The 1997 crisis affected ASEAN countries' airline industry in a severe way. It resulted in dramatic fall of number of customers traveling domestic and international routes. All survived companies had to restructure to a certain extent. As a result, a new competitive environment has been built up that was ensured by liberalization and deregulation in some of ASEAN countries. There emerged new Southeast Asian airlines that were operating in the cut-fare sector. There are seven major companies proclaiming themselves to be Low-Cost Carriers (LCCs): Malaysia's AirAsia, Singapore Tiger Airways, ValueAir and Jetstar Asia, Thailand Orient Thai and Bangkok Airways, Indonesian Lion Air, and Philippines Cebu Pacific. As low-cost carriers appeared in ASEAN, it has prompted more people to use air transport due to the substantially decreased airfares. The reasons why LCCs are able to offer lower prices lies in the strategy that implies eliminating some services and comfort that are traditionally guaranteed by Full-Service Carriers (FSCs) (Maleghetti et al, 2009). In addition, in order to remain profitable and survive, full-service carriers have to adapt dramatically to the new circumstances, restructuring or establishing low-cost subsidiary carriers to remain compatible with the new entrants (Damuri and Anas, 2005).
This essay is aimed at discussion of generic competitive strategies employed by Low Cost Carriers, description of the market before and after the entry of LCCs.
GENERIC COMPETITIVE STRATEGIES
The generic competitive strategies should be examined taking into consideration three models of competition existing within the industry of the interest.

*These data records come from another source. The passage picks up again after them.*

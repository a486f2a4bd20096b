//! Core types for the grid layout

use serde::Deserialize;

/// How the canvas is split along its primary axis
#[derive(Debug, Clone, Copy, PartialEq, Eq, Default, Deserialize)]
#[serde(rename_all = "lowercase")]
pub enum LayoutType {
    /// One cell covering the whole canvas
    #[default]
    Fullbleed,
    /// Sections stacked top to bottom, subdivisions split left to right
    Rows,
    /// Sections placed left to right, subdivisions split top to bottom
    Columns,
}

impl LayoutType {
    pub fn as_str(&self) -> &'static str {
        match self {
            LayoutType::Fullbleed => "fullbleed",
            LayoutType::Rows => "rows",
            LayoutType::Columns => "columns",
        }
    }
}

/// Horizontal text alignment
#[derive(Debug, Clone, Copy, PartialEq, Eq, Default, Deserialize)]
#[serde(rename_all = "lowercase")]
pub enum TextAlign {
    Left,
    #[default]
    Center,
    Right,
}

impl TextAlign {
    pub fn as_str(&self) -> &'static str {
        match self {
            TextAlign::Left => "left",
            TextAlign::Center => "center",
            TextAlign::Right => "right",
        }
    }
}

/// Vertical placement of the text block inside a cell
#[derive(Debug, Clone, Copy, PartialEq, Eq, Default, Deserialize)]
#[serde(rename_all = "lowercase")]
pub enum VerticalAlign {
    Start,
    #[default]
    Center,
    End,
}

impl VerticalAlign {
    pub fn as_str(&self) -> &'static str {
        match self {
            VerticalAlign::Start => "start",
            VerticalAlign::Center => "center",
            VerticalAlign::End => "end",
        }
    }
}

/// One top-level row or column of the layout
#[derive(Debug, Clone, PartialEq, Deserialize)]
pub struct Section {
    /// Share of the primary axis, in percent
    #[serde(default)]
    pub size: f64,
    /// Number of secondary-axis splits (1 to 3)
    #[serde(default = "default_subdivisions")]
    pub subdivisions: usize,
    /// Share of the secondary axis per subdivision, in percent
    #[serde(default)]
    pub sub_sizes: Vec<f64>,
}

fn default_subdivisions() -> usize {
    1
}

impl Section {
    /// A section spanning the whole canvas with a single cell
    pub fn full() -> Self {
        Self::new(100.0, 1)
    }

    /// A section of the given size whose subdivisions share its length equally
    pub fn new(size: f64, subdivisions: usize) -> Self {
        let subdivisions = subdivisions.max(1);
        Self {
            size,
            subdivisions,
            sub_sizes: vec![100.0 / subdivisions as f64; subdivisions],
        }
    }

    /// Set explicit subdivision sizes; the subdivision count follows the list
    pub fn with_sub_sizes(mut self, sub_sizes: Vec<f64>) -> Self {
        self.subdivisions = sub_sizes.len();
        self.sub_sizes = sub_sizes;
        self
    }
}

/// Ordered sections of a layout
pub type Structure = Vec<Section>;

/// A layout: type, structure, and the global text alignment defaults
#[derive(Debug, Clone, PartialEq, Default)]
pub struct Layout {
    pub layout_type: LayoutType,
    pub structure: Structure,
    pub text_align: TextAlign,
    pub text_vertical_align: VerticalAlign,
}

impl Layout {
    pub fn fullbleed() -> Self {
        Self::default()
    }

    pub fn rows(structure: Structure) -> Self {
        Self {
            layout_type: LayoutType::Rows,
            structure,
            ..Self::default()
        }
    }

    pub fn columns(structure: Structure) -> Self {
        Self {
            layout_type: LayoutType::Columns,
            structure,
            ..Self::default()
        }
    }

    pub fn with_alignment(mut self, text_align: TextAlign, vertical: VerticalAlign) -> Self {
        self.text_align = text_align;
        self.text_vertical_align = vertical;
        self
    }

    pub fn is_fullbleed(&self) -> bool {
        self.layout_type == LayoutType::Fullbleed
    }
}

/// A rectangle in percent of the whole canvas
#[derive(Debug, Clone, Copy, PartialEq, Default)]
pub struct PercentRect {
    pub x: f64,
    pub y: f64,
    pub width: f64,
    pub height: f64,
}

impl PercentRect {
    pub fn new(x: f64, y: f64, width: f64, height: f64) -> Self {
        Self {
            x,
            y,
            width,
            height,
        }
    }

    /// Project onto a canvas of the given pixel dimensions
    pub fn to_pixels(&self, canvas_width: f64, canvas_height: f64) -> BoundingBox {
        BoundingBox::new(
            self.x * canvas_width / 100.0,
            self.y * canvas_height / 100.0,
            self.width * canvas_width / 100.0,
            self.height * canvas_height / 100.0,
        )
    }
}

/// A pixel-space rectangle
#[derive(Debug, Clone, Copy, PartialEq)]
pub struct BoundingBox {
    pub x: f64,
    pub y: f64,
    pub width: f64,
    pub height: f64,
}

impl BoundingBox {
    pub fn new(x: f64, y: f64, width: f64, height: f64) -> Self {
        Self {
            x,
            y,
            width,
            height,
        }
    }

    /// Create a zero-sized bounding box at the origin
    pub fn zero() -> Self {
        Self::new(0.0, 0.0, 0.0, 0.0)
    }

    /// Right edge x-coordinate
    pub fn right(&self) -> f64 {
        self.x + self.width
    }

    /// Bottom edge y-coordinate
    pub fn bottom(&self) -> f64 {
        self.y + self.height
    }

    /// Shrink by `amount` on every side, never below zero size
    pub fn inset(&self, amount: f64) -> BoundingBox {
        let dx = amount.min(self.width / 2.0).max(0.0);
        let dy = amount.min(self.height / 2.0).max(0.0);
        BoundingBox::new(
            self.x + dx,
            self.y + dy,
            self.width - 2.0 * dx,
            self.height - 2.0 * dy,
        )
    }
}

impl Default for BoundingBox {
    fn default() -> Self {
        Self::zero()
    }
}

/// A resolved, flattened cell of the grid
///
/// Cells are derived from a [`Structure`] and never stored; the index is the
/// traversal order (outer section, then inner subdivision).
#[derive(Debug, Clone, Copy, PartialEq)]
pub struct Cell {
    pub index: usize,
    pub section_index: usize,
    pub sub_index: usize,
    /// Share of the primary axis taken by the owning section
    pub section_size_pct: f64,
    /// Share of the section taken by this subdivision
    pub sub_size_pct: f64,
    /// Placement relative to the whole canvas
    pub rect: PercentRect,
}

Models of competition:
1. LCCs compete with LCCs
2. FSCs compete with FSCs
3. FSCs compete with LCCs
Competitive strategies that are use by LCCs will be discussed considering cost advantage, differentiation advantages and broad coverage together with the related Michael Porter's forces.
Entry Barriers:
LCCs are able to offer their potential customers lower costs as they replace some luxury and costly product services with simplified airport ground and in-flight service items. Thus, LCCs can reduce the operating costs and gain cost leadership. It suggests that new potential competitors represent a threat to the profitability of established FSCs. Cost advantage of offering low prices may protect their share of the market and avert some potential competitors from entering the market.
Low-cost carriers charge for the extra services; however it results in lower prices which make LCCs different from their full-service competitors. The matter is that the strategy allows the companies to lower prices at the expense of limited services. In general, FSCs suggest such extra-services as in-flight meals and drinks, pre-seating assignment, extra-baggage allowance, cabin entertainment etc. LCCs, on the contrary, do not include all these into their operating cost. LCCs follow the concept of simple service design.
Rivalry among Established Companies:
As Jones and Hill (2010) view, the term rivalry relates to the competitive struggle between established companies in a certain industry to conquer the bigger share of market. In such competitive struggle, fighters may use the weapons such as price, product design, advertising and promotional spending, direct selling efforts and support. The industry of our interest is a fragmented industry. Thus, none of the companies determinates the price. Moreover, LCCs are able to compete on more attractive prices, with FSCs.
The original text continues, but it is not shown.